After two hours of searching, a call came in from a Flagler Beach boat yard.

Someone overheard an employee there make that call.

There was no mayday.

It's just one of more than 100 suspected hoax maydays the US Coast Guard gets nationwide each year.

As we head into the heart of Florida's boating season, Chief Petty Officer Andrew Cohen said it's not just his agency affected by these false calls.

“With the Intracoastal Waterway, the rivers and our off-shore capabilities, we rely on the counties and local police agencies quite a bit and it also puts them out there and takes them away from their other responsibilities as well.”

There have even been instances where Coast Guard crews have been caught up in the disturbing trend called SWATing.

“I've been in other areas throughout the country where we have caught legitimate hoaxes," Cohen said. "We have caught people with the radio in their hand actually.”...using a mayday call to bring a helicopter flying over their house to impress friends.

Yet another source of many of these false calls come from the same source of false 911 calls.

The Coast Guard released a short emergency call of a child saying, "we're stuck in the ocean. We need help."
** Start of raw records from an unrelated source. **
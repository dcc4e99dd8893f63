//! Executor — snapshot capture and the execute/verify/rollback sequence.

use std::sync::Arc;
use std::time::{Duration, SystemTime, UNIX_EPOCH};

use tracing::{info, warn};
use uuid::Uuid;

use steward_core::{
    ApplyReport, ClusterMetrics, MetricsProvider, Proposal, Snapshot, Topology, TopologyMutator,
    TopologyProvider,
};

use crate::cycle::CyclePhase;
use crate::rollback::RollbackManager;
use crate::verifier::{Verifier, VerifyOutcome};

/// Callback invoked as execution moves between phases, so callers can
/// surface live status while a change is in flight.
pub type PhaseHook = Box<dyn Fn(CyclePhase) + Send + Sync>;

/// Terminal result of executing one approved proposal.
#[derive(Debug, Clone, PartialEq)]
pub enum ChangeResult {
    /// The change was applied and verified.
    Executed { report: ApplyReport },
    /// The change failed and the snapshot was restored successfully.
    RolledBack { reason: String },
    /// The change failed and restoration could not be confirmed.
    /// Critical: requires operator intervention, never auto-retried.
    RollbackFailed { reason: String },
}

/// Applies approved proposals through the external mutator, bracketed by
/// snapshot capture and post-change verification.
pub struct Executor {
    mutator: Arc<dyn TopologyMutator>,
    verifier: Verifier,
    rollback: RollbackManager,
    phase_hook: Option<PhaseHook>,
}

impl Executor {
    pub fn new(
        topology: Arc<dyn TopologyProvider>,
        metrics: Arc<dyn MetricsProvider>,
        mutator: Arc<dyn TopologyMutator>,
        stabilization_delay: Duration,
    ) -> Self {
        Self {
            mutator: mutator.clone(),
            verifier: Verifier::new(topology.clone(), metrics, stabilization_delay),
            rollback: RollbackManager::new(mutator, topology, stabilization_delay),
            phase_hook: None,
        }
    }

    /// Report phase transitions through `hook` while a change is in
    /// flight.
    pub fn with_phase_hook(mut self, hook: PhaseHook) -> Self {
        self.phase_hook = Some(hook);
        self
    }

    fn note_phase(&self, phase: CyclePhase) {
        if let Some(hook) = &self.phase_hook {
            hook(phase);
        }
    }

    /// Deep-copy the current observations into a snapshot keyed by the
    /// decision id. The snapshot is immutable from here on.
    pub fn capture_snapshot(
        decision_id: Uuid,
        topology: &Topology,
        metrics: &ClusterMetrics,
    ) -> Snapshot {
        Snapshot {
            id: Uuid::new_v4(),
            decision_id,
            timestamp: epoch_secs(),
            topology: topology.clone(),
            metrics: metrics.clone(),
        }
    }

    /// Apply the proposal, verify it after stabilization, and roll back
    /// on any failure. Exactly one `ChangeResult` per call; the caller
    /// owns ledger bookkeeping and event publication.
    pub async fn apply_and_verify(
        &self,
        snapshot: &Snapshot,
        proposal: &Proposal,
    ) -> ChangeResult {
        let report = match self.mutator.apply_proposal(proposal).await {
            Ok(report) => report,
            Err(e) => {
                warn!(kind = ?proposal.kind, error = %e, "apply failed, rolling back");
                return self.roll_back(snapshot, format!("apply failed: {e}")).await;
            }
        };
        info!(
            kind = ?proposal.kind,
            changed_units = report.changed_units,
            "proposal applied, verifying"
        );
        self.note_phase(CyclePhase::Verifying);

        match self.verifier.verify().await {
            VerifyOutcome::Passed => ChangeResult::Executed { report },
            VerifyOutcome::Failed { reason } => {
                warn!(kind = ?proposal.kind, %reason, "verification failed, rolling back");
                self.roll_back(snapshot, reason).await
            }
        }
    }

    async fn roll_back(&self, snapshot: &Snapshot, reason: String) -> ChangeResult {
        self.note_phase(CyclePhase::RollingBack);
        match self.rollback.restore(snapshot).await {
            Ok(()) => ChangeResult::RolledBack { reason },
            Err(e) => ChangeResult::RollbackFailed {
                reason: format!("{reason}; {e}"),
            },
        }
    }
}

/// Current Unix epoch in seconds.
fn epoch_secs() -> u64 {
    SystemTime::now()
        .duration_since(UNIX_EPOCH)
        .unwrap_or_default()
        .as_secs()
}

#[cfg(test)]
mod tests {
    use super::*;
    use async_trait::async_trait;
    use std::sync::Mutex;
    use std::sync::atomic::{AtomicBool, Ordering};

    use steward_core::{
        PodInfo, ProposalKind, ProviderError, ProviderResult, RestoreReport, ServiceInfo,
        UnitMetrics,
    };

    fn test_topology(pods: u32) -> Topology {
        Topology {
            pods: (0..pods)
                .map(|i| PodInfo {
                    id: format!("api-{i}"),
                    service: "api".to_string(),
                    node: format!("node-{}", i % 2),
                })
                .collect(),
            services: vec![ServiceInfo {
                name: "api".to_string(),
                critical: false,
                replicas: pods,
                max_replicas: 10,
                depends_on: vec![],
            }],
            nodes: vec!["node-0".to_string(), "node-1".to_string()],
        }
    }

    fn test_metrics(error_rate: f64) -> ClusterMetrics {
        ClusterMetrics {
            epoch: 1000,
            units: vec![UnitMetrics {
                pod: "api-0".to_string(),
                cpu_percent: 40.0,
                memory_percent: 40.0,
                latency_ms: 80.0,
                error_rate,
                requests_per_sec: 100.0,
            }],
        }
    }

    fn test_proposal() -> Proposal {
        Proposal {
            kind: ProposalKind::ScaleDown,
            target: "cluster".to_string(),
            action: "scale down".to_string(),
            estimated_cost: None,
            estimated_savings: Some(35.0),
            confidence: 0.8,
            priority: 2,
            resource_delta_percent: -20.0,
            availability_gain_percent: 0.0,
            availability_risk_percent: 1.0,
            performance_impact_percent: 2.0,
            latency_impact_ms: 5.0,
        }
    }

    /// Shared fake cluster: topology mutated by apply/restore, metrics fixed.
    struct FakeCluster {
        topology: Mutex<Topology>,
        metrics: Mutex<ClusterMetrics>,
        fail_apply: AtomicBool,
        fail_restore: AtomicBool,
        restore_short: AtomicBool,
    }

    impl FakeCluster {
        fn new(topology: Topology, metrics: ClusterMetrics) -> Arc<Self> {
            Arc::new(Self {
                topology: Mutex::new(topology),
                metrics: Mutex::new(metrics),
                fail_apply: AtomicBool::new(false),
                fail_restore: AtomicBool::new(false),
                restore_short: AtomicBool::new(false),
            })
        }
    }

    #[async_trait]
    impl TopologyProvider for FakeCluster {
        async fn current_topology(&self) -> ProviderResult<Topology> {
            Ok(self.topology.lock().unwrap().clone())
        }
    }

    #[async_trait]
    impl MetricsProvider for FakeCluster {
        async fn fetch_current(&self) -> ProviderResult<ClusterMetrics> {
            Ok(self.metrics.lock().unwrap().clone())
        }
    }

    #[async_trait]
    impl TopologyMutator for FakeCluster {
        async fn apply_proposal(&self, _proposal: &Proposal) -> ProviderResult<ApplyReport> {
            if self.fail_apply.load(Ordering::SeqCst) {
                return Err(ProviderError::Mutation("mutator exploded".to_string()));
            }
            let mut topology = self.topology.lock().unwrap();
            topology.pods.pop();
            Ok(ApplyReport {
                changed_units: 1,
                detail: "removed one pod".to_string(),
            })
        }

        async fn restore_topology(&self, snapshot: &Snapshot) -> ProviderResult<RestoreReport> {
            if self.fail_restore.load(Ordering::SeqCst) {
                return Err(ProviderError::Mutation("restore exploded".to_string()));
            }
            let mut topology = self.topology.lock().unwrap();
            *topology = snapshot.topology.clone();
            if self.restore_short.load(Ordering::SeqCst) {
                topology.pods.pop();
            }
            Ok(RestoreReport {
                pod_count: topology.pod_count(),
                service_count: topology.service_count(),
            })
        }
    }

    fn executor_for(cluster: &Arc<FakeCluster>) -> Executor {
        Executor::new(
            cluster.clone(),
            cluster.clone(),
            cluster.clone(),
            Duration::ZERO,
        )
    }

    #[test]
    fn snapshot_is_a_deep_copy() {
        let topology = test_topology(3);
        let metrics = test_metrics(0.5);
        let decision_id = Uuid::new_v4();

        let snapshot = Executor::capture_snapshot(decision_id, &topology, &metrics);
        assert_eq!(snapshot.decision_id, decision_id);
        assert_eq!(snapshot.topology, topology);
        assert_eq!(snapshot.metrics, metrics);
    }

    #[tokio::test]
    async fn healthy_change_executes() {
        let cluster = FakeCluster::new(test_topology(3), test_metrics(0.5));
        let executor = executor_for(&cluster);

        let snapshot =
            Executor::capture_snapshot(Uuid::new_v4(), &test_topology(3), &test_metrics(0.5));
        let result = executor.apply_and_verify(&snapshot, &test_proposal()).await;

        assert!(matches!(result, ChangeResult::Executed { .. }));
        // Change kept: pod removed by the fake mutator.
        assert_eq!(cluster.topology.lock().unwrap().pod_count(), 2);
    }

    #[tokio::test]
    async fn apply_failure_rolls_back_to_snapshot() {
        let cluster = FakeCluster::new(test_topology(3), test_metrics(0.5));
        cluster.fail_apply.store(true, Ordering::SeqCst);
        let executor = executor_for(&cluster);

        let snapshot =
            Executor::capture_snapshot(Uuid::new_v4(), &test_topology(3), &test_metrics(0.5));
        let result = executor.apply_and_verify(&snapshot, &test_proposal()).await;

        match result {
            ChangeResult::RolledBack { reason } => assert!(reason.contains("apply failed")),
            other => panic!("expected rollback, got {other:?}"),
        }
        // Topology matches the snapshot's counts.
        let topology = cluster.topology.lock().unwrap();
        assert_eq!(topology.pod_count(), snapshot.topology.pod_count());
        assert_eq!(topology.service_count(), snapshot.topology.service_count());
    }

    #[tokio::test]
    async fn bad_post_change_error_rate_rolls_back() {
        let cluster = FakeCluster::new(test_topology(3), test_metrics(6.0));
        let executor = executor_for(&cluster);

        let snapshot =
            Executor::capture_snapshot(Uuid::new_v4(), &test_topology(3), &test_metrics(0.5));
        let result = executor.apply_and_verify(&snapshot, &test_proposal()).await;

        match result {
            ChangeResult::RolledBack { reason } => {
                assert!(reason.contains("error rate"));
            }
            other => panic!("expected rollback, got {other:?}"),
        }
        assert_eq!(cluster.topology.lock().unwrap().pod_count(), 3);
    }

    #[tokio::test]
    async fn failed_restore_is_critical_not_retried() {
        let cluster = FakeCluster::new(test_topology(3), test_metrics(6.0));
        cluster.fail_restore.store(true, Ordering::SeqCst);
        let executor = executor_for(&cluster);

        let snapshot =
            Executor::capture_snapshot(Uuid::new_v4(), &test_topology(3), &test_metrics(0.5));
        let result = executor.apply_and_verify(&snapshot, &test_proposal()).await;

        match result {
            ChangeResult::RollbackFailed { reason } => {
                assert!(reason.contains("restore failed"));
            }
            other => panic!("expected rollback failure, got {other:?}"),
        }
        // The broken topology is left as-is for the operator.
        assert_eq!(cluster.topology.lock().unwrap().pod_count(), 2);
    }

    fn recording_hook(seen: &Arc<Mutex<Vec<CyclePhase>>>) -> PhaseHook {
        let seen = seen.clone();
        Box::new(move |phase| seen.lock().unwrap().push(phase))
    }

    #[tokio::test]
    async fn verifying_is_reported_only_after_a_successful_apply() {
        let cluster = FakeCluster::new(test_topology(3), test_metrics(0.5));
        let seen = Arc::new(Mutex::new(Vec::new()));
        let executor = executor_for(&cluster).with_phase_hook(recording_hook(&seen));

        let snapshot =
            Executor::capture_snapshot(Uuid::new_v4(), &test_topology(3), &test_metrics(0.5));
        let result = executor.apply_and_verify(&snapshot, &test_proposal()).await;

        assert!(matches!(result, ChangeResult::Executed { .. }));
        assert_eq!(*seen.lock().unwrap(), vec![CyclePhase::Verifying]);
    }

    #[tokio::test]
    async fn failed_apply_reports_rolling_back_without_verifying() {
        let cluster = FakeCluster::new(test_topology(3), test_metrics(0.5));
        cluster.fail_apply.store(true, Ordering::SeqCst);
        let seen = Arc::new(Mutex::new(Vec::new()));
        let executor = executor_for(&cluster).with_phase_hook(recording_hook(&seen));

        let snapshot =
            Executor::capture_snapshot(Uuid::new_v4(), &test_topology(3), &test_metrics(0.5));
        executor.apply_and_verify(&snapshot, &test_proposal()).await;

        assert_eq!(*seen.lock().unwrap(), vec![CyclePhase::RollingBack]);
    }

    #[tokio::test]
    async fn failed_verification_reports_verifying_then_rolling_back() {
        let cluster = FakeCluster::new(test_topology(3), test_metrics(6.0));
        let seen = Arc::new(Mutex::new(Vec::new()));
        let executor = executor_for(&cluster).with_phase_hook(recording_hook(&seen));

        let snapshot =
            Executor::capture_snapshot(Uuid::new_v4(), &test_topology(3), &test_metrics(0.5));
        executor.apply_and_verify(&snapshot, &test_proposal()).await;

        assert_eq!(
            *seen.lock().unwrap(),
            vec![CyclePhase::Verifying, CyclePhase::RollingBack]
        );
    }

    #[tokio::test]
    async fn unconfirmed_restore_is_critical() {
        let cluster = FakeCluster::new(test_topology(3), test_metrics(6.0));
        // Restore comes back one pod short of the snapshot.
        cluster.restore_short.store(true, Ordering::SeqCst);
        let executor = executor_for(&cluster);

        let snapshot =
            Executor::capture_snapshot(Uuid::new_v4(), &test_topology(3), &test_metrics(0.5));
        let result = executor.apply_and_verify(&snapshot, &test_proposal()).await;

        match result {
            ChangeResult::RollbackFailed { reason } => {
                assert!(reason.contains("unconfirmed"));
            }
            other => panic!("expected unconfirmed rollback, got {other:?}"),
        }
    }
}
There are a number of instances where parents teach kids how to use the radio in case of an emergency. But when kids start playing around in a boat, they don't understand what they're doing when they make that call.

Chief Petty Officer Cohen said they can't ignore distress calls but he doesn't want to see rescue crews get complacent and lose their edge because they think every rescue call may be unfounded.

If you knowingly make a false distress call, you could get prison time, up to $250,000 in fines and have to pay the Coast Guard for costs while responding to the call.